WORK REQUEST. The lines you return must be all those in the data that hold the string "name".

+++

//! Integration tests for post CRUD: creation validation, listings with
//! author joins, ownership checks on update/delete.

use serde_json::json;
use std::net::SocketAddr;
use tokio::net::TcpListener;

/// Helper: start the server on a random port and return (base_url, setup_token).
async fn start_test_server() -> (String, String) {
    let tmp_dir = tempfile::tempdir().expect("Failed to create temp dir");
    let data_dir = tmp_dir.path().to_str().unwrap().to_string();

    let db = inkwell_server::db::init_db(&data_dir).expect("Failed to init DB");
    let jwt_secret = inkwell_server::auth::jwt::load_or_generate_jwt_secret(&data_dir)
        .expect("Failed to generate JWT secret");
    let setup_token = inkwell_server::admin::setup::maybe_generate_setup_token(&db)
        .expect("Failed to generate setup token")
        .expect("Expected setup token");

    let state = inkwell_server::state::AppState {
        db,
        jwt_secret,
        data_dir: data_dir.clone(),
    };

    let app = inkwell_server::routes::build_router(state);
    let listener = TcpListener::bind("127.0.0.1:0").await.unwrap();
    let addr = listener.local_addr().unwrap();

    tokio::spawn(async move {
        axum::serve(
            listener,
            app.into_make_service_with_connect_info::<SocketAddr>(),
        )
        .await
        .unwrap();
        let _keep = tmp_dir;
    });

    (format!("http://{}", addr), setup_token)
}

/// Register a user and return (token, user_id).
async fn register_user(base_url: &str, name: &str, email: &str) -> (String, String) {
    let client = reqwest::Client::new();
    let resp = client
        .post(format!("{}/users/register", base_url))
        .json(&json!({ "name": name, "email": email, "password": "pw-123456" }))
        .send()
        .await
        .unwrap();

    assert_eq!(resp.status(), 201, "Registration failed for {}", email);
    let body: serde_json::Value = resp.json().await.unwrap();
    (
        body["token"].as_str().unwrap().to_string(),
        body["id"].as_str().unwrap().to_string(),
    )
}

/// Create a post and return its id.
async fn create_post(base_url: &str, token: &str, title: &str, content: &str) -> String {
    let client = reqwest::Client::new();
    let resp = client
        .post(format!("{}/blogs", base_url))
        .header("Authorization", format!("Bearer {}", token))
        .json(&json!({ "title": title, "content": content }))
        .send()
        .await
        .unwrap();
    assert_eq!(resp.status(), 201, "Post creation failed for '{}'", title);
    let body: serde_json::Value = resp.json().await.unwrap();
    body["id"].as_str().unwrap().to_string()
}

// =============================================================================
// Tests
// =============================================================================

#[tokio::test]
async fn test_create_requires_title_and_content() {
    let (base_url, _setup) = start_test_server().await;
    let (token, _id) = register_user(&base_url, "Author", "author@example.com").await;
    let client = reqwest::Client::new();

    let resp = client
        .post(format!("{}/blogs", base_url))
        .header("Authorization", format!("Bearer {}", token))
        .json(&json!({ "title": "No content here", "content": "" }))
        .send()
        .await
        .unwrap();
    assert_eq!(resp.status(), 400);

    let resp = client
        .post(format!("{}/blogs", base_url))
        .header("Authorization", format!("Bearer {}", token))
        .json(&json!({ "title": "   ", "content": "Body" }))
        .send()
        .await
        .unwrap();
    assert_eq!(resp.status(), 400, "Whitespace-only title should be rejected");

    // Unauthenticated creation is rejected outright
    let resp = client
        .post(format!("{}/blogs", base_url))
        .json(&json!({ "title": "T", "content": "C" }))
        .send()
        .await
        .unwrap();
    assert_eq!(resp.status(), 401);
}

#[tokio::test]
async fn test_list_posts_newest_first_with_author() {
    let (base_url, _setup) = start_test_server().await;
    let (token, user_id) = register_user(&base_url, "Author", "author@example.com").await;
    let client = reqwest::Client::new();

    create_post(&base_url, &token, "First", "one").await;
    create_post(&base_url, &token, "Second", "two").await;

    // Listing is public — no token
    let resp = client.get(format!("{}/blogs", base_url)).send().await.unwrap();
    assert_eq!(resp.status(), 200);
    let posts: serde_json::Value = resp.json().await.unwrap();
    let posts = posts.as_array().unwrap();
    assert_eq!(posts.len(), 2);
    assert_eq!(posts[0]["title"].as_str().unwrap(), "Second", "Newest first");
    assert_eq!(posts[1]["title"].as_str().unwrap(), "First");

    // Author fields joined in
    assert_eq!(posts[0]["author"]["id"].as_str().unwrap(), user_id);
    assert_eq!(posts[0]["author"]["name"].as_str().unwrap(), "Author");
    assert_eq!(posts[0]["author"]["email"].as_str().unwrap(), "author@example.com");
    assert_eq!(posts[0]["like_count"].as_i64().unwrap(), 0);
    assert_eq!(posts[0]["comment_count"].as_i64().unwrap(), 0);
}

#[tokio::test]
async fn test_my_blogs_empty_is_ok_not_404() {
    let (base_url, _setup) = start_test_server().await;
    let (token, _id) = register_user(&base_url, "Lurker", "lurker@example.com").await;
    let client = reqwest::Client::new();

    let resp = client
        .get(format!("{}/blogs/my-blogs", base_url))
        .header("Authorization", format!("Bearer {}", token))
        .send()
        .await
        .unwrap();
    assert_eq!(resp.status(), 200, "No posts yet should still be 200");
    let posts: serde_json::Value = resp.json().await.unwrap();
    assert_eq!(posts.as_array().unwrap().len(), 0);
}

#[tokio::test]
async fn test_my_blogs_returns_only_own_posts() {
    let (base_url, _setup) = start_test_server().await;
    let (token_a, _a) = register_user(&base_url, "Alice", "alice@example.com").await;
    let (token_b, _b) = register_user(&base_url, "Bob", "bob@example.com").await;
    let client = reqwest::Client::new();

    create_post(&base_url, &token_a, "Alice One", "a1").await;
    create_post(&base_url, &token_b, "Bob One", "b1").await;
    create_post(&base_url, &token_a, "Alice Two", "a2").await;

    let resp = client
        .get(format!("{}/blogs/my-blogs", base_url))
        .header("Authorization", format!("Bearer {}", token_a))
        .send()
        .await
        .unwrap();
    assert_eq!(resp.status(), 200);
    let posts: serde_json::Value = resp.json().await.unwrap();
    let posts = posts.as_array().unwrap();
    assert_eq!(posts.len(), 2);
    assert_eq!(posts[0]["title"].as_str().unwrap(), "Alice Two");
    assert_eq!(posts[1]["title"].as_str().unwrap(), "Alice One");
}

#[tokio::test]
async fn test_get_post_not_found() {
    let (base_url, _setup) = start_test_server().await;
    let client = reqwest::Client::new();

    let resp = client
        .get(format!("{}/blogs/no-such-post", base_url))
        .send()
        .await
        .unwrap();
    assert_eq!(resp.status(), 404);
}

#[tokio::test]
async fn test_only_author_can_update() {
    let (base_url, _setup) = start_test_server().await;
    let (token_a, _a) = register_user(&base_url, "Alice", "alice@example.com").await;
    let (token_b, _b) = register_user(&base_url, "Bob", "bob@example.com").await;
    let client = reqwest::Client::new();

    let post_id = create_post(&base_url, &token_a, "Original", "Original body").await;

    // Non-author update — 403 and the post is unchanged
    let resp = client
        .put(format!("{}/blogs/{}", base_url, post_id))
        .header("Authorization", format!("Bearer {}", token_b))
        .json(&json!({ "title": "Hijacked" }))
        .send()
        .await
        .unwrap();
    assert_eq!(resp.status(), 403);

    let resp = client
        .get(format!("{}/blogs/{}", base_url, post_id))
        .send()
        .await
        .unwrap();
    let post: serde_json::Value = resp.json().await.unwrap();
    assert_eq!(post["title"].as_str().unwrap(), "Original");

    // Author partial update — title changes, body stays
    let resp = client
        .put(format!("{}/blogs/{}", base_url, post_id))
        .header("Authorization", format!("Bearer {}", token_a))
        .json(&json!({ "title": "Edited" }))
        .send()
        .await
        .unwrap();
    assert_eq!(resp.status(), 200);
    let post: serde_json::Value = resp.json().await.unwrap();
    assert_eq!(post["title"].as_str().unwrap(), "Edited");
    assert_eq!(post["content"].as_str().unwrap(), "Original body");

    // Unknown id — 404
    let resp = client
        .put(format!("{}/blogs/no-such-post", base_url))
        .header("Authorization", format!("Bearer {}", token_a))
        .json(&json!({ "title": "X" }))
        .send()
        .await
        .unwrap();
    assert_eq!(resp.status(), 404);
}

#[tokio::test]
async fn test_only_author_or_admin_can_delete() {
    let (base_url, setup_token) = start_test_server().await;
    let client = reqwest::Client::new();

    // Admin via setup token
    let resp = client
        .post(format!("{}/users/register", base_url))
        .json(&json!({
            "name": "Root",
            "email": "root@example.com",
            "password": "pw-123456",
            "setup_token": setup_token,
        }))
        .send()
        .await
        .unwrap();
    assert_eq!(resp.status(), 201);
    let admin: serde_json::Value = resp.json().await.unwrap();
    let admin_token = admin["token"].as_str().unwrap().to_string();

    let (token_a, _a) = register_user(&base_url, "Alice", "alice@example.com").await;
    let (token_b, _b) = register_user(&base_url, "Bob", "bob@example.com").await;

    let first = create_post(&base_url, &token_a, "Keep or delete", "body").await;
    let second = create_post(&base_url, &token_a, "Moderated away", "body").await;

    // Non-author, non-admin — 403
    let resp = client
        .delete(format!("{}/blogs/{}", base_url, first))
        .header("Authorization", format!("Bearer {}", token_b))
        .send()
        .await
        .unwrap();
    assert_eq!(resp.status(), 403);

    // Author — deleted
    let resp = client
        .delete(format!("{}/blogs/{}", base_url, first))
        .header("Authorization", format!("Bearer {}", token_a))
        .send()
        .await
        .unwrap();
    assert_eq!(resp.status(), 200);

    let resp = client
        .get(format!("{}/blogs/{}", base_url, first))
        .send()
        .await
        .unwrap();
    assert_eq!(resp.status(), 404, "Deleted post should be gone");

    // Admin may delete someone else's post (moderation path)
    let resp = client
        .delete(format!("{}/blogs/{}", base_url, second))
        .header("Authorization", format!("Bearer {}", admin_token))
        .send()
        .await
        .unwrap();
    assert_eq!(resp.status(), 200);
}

+++

SOLUTION TO THIS EXERCISE.
async fn register_user(base_url: &str, name: &str, email: &str) -> (String, String) {
        .json(&json!({ "name": name, "email": email, "password": "pw-123456" }))
    assert_eq!(posts[0]["author"]["name"].as_str().unwrap(), "Author");
            "name": "Root",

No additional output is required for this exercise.